The new album was recorded at Woodland Sound Studios in Nashville and was produced by Rawlings. It has a sparse and spontaneous sound, one Welch attributes to the fact that "it is David and myself playing live. There are no overdubs. That is something we were pretty committed to from the very beginning. It had been long enough since we'd made what I call a 'duet record' with the two of us. Soul Journey wasn't even that."

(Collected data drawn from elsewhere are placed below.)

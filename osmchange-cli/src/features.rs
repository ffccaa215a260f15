//! Turn GeoJSON features into OSM elements.
//!
//! `Point` features become nodes, `LineString` features become ways and
//! `Polygon`/`MultiPolygon` features become multipolygon relations. Scalar
//! properties become tags; features without a supported geometry are skipped
//! with a warning.

use std::io::BufReader;

use camino::Utf8Path;
use geojson::{Feature, GeoJson, JsonObject, JsonValue, Value};
use log::{debug, warn};
use osmchange_core::{OsmChange, Tags};

use crate::CliError;
use crate::fs::open_utf8_file;

/// Counts of what a GeoJSON document contributed to a change.
#[derive(Debug, Default, Clone, Copy, PartialEq, Eq)]
pub(crate) struct ImportSummary {
    pub(crate) nodes: usize,
    pub(crate) ways: usize,
    pub(crate) relations: usize,
    pub(crate) skipped: usize,
}

/// Load a GeoJSON document from disk.
pub(crate) fn load_geojson(path: &Utf8Path) -> Result<GeoJson, CliError> {
    let file = open_utf8_file(path).map_err(|source| CliError::OpenGeoJson {
        path: path.to_path_buf(),
        source,
    })?;
    let reader = BufReader::new(file);
    serde_json::from_reader(reader).map_err(|source| CliError::ParseGeoJson {
        path: path.to_path_buf(),
        source,
    })
}

/// Register every supported feature of `geojson` with `change`.
///
/// Features are numbered from zero in document order; a bare geometry or
/// single feature is feature 0.
pub(crate) fn import_geojson(
    change: &mut OsmChange<'_>,
    geojson: &GeoJson,
) -> Result<ImportSummary, CliError> {
    let mut summary = ImportSummary::default();
    match geojson {
        GeoJson::Geometry(geometry) => {
            import_geometry(change, 0, geometry, Tags::new(), &mut summary)?;
        }
        GeoJson::Feature(feature) => import_feature(change, 0, feature, &mut summary)?,
        GeoJson::FeatureCollection(collection) => {
            for (index, feature) in collection.features.iter().enumerate() {
                import_feature(change, index, feature, &mut summary)?;
            }
        }
    }
    debug!(
        "imported {} nodes, {} ways and {} relations ({} features skipped)",
        summary.nodes, summary.ways, summary.relations, summary.skipped
    );
    Ok(summary)
}

fn import_feature(
    change: &mut OsmChange<'_>,
    index: usize,
    feature: &Feature,
    summary: &mut ImportSummary,
) -> Result<(), CliError> {
    let Some(geometry) = &feature.geometry else {
        warn!("skipping feature {index}: no geometry");
        summary.skipped += 1;
        return Ok(());
    };
    let tags = properties_to_tags(feature.properties.as_ref());
    import_geometry(change, index, geometry, tags, summary)
}

fn import_geometry(
    change: &mut OsmChange<'_>,
    index: usize,
    geometry: &geojson::Geometry,
    tags: Tags,
    summary: &mut ImportSummary,
) -> Result<(), CliError> {
    let invalid = |source| CliError::InvalidFeature { index, source };
    match &geometry.value {
        Value::Point(_) => {
            change.create_node(geometry, tags).map_err(invalid)?;
            summary.nodes += 1;
        }
        Value::LineString(_) => {
            change.create_way(geometry, tags).map_err(invalid)?;
            summary.ways += 1;
        }
        Value::Polygon(_) | Value::MultiPolygon(_) => {
            change.create_multipolygon(geometry, tags).map_err(invalid)?;
            summary.relations += 1;
        }
        Value::MultiPoint(_) => skip(index, "MultiPoint", summary),
        Value::MultiLineString(_) => skip(index, "MultiLineString", summary),
        Value::GeometryCollection(_) => skip(index, "GeometryCollection", summary),
    }
    Ok(())
}

fn skip(index: usize, kind: &str, summary: &mut ImportSummary) {
    warn!("skipping feature {index}: {kind} geometries are not supported");
    summary.skipped += 1;
}

/// Convert scalar feature properties to OSM tags.
///
/// Strings are kept as-is, numbers and booleans use their JSON text, and
/// nulls, arrays and objects are dropped.
pub(crate) fn properties_to_tags(properties: Option<&JsonObject>) -> Tags {
    properties
        .into_iter()
        .flatten()
        .filter_map(|(key, value)| tag_value(value).map(|value| (key.clone(), value)))
        .collect()
}

fn tag_value(value: &JsonValue) -> Option<String> {
    match value {
        JsonValue::String(text) => Some(text.clone()),
        JsonValue::Number(number) => Some(number.to_string()),
        JsonValue::Bool(flag) => Some(flag.to_string()),
        JsonValue::Null | JsonValue::Array(_) | JsonValue::Object(_) => None,
    }
}
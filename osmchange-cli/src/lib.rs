//! Command-line interface for uploading GeoJSON to OpenStreetMap.
#![forbid(unsafe_code)]

use clap::{Parser, Subcommand};

mod error;
mod features;
mod fs;
mod upload;

pub use error::CliError;
use upload::{UploadArgs, run_upload};

pub(crate) const ARG_GEOJSON: &str = "geojson";
pub(crate) const ARG_COMMENT: &str = "comment";
pub(crate) const ARG_CREATED_BY: &str = "created-by";
pub(crate) const ARG_API_URL: &str = "api-url";
pub(crate) const ARG_ACCESS_TOKEN: &str = "access-token";
pub(crate) const ARG_TIMEOUT_SECS: &str = "timeout-secs";
pub(crate) const ARG_DRY_RUN: &str = "dry-run";
pub(crate) const ENV_GEOJSON: &str = "OSMCHANGE_CMDS_UPLOAD_GEOJSON";
pub(crate) const ENV_ACCESS_TOKEN: &str = "OSMCHANGE_CMDS_UPLOAD_ACCESS_TOKEN";

/// Run the osmchange CLI with the current process arguments and environment.
pub fn run() -> Result<(), CliError> {
    let cli = Cli::try_parse().map_err(CliError::ArgumentParsing)?;
    match cli.command {
        Command::Upload(args) => run_upload(args),
    }
}

#[derive(Debug, Parser)]
#[command(
    name = "osmchange",
    about = "Upload GeoJSON features to OpenStreetMap as a changeset",
    version
)]
struct Cli {
    #[command(subcommand)]
    command: Command,
}

#[derive(Debug, Subcommand)]
enum Command {
    /// Create a changeset from a GeoJSON file and upload it.
    Upload(UploadArgs),
}

#[cfg(test)]
mod tests;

And even though Welch has been largely absent from the music world in recent years, the purity of her country folk sound has had an undeniably strong impact on a younger generation of rootsy singer-songwriters. "Truthfully, it is almost hard to remember, but when Dave and I were starting out and working on [1996's] Revival, I really couldn't look around and see other people who were doing what I wanted to do," she says. "And the ones that were [doing it] were largely from another generation; it was more traditional folk people and not contemporary singer-songwriters working in the traditional roots world.

"I had such a strong sense while making that first record of being an outsider, of feeling really alienated from the music world. That's one of the reasons I smile when you say people cite me as an inspiration. I'm really happy to be able to stand up and say to younger acoustic artists and folk-based artists, 'Look, you really can do this.' And, in fact, you can make a life of it."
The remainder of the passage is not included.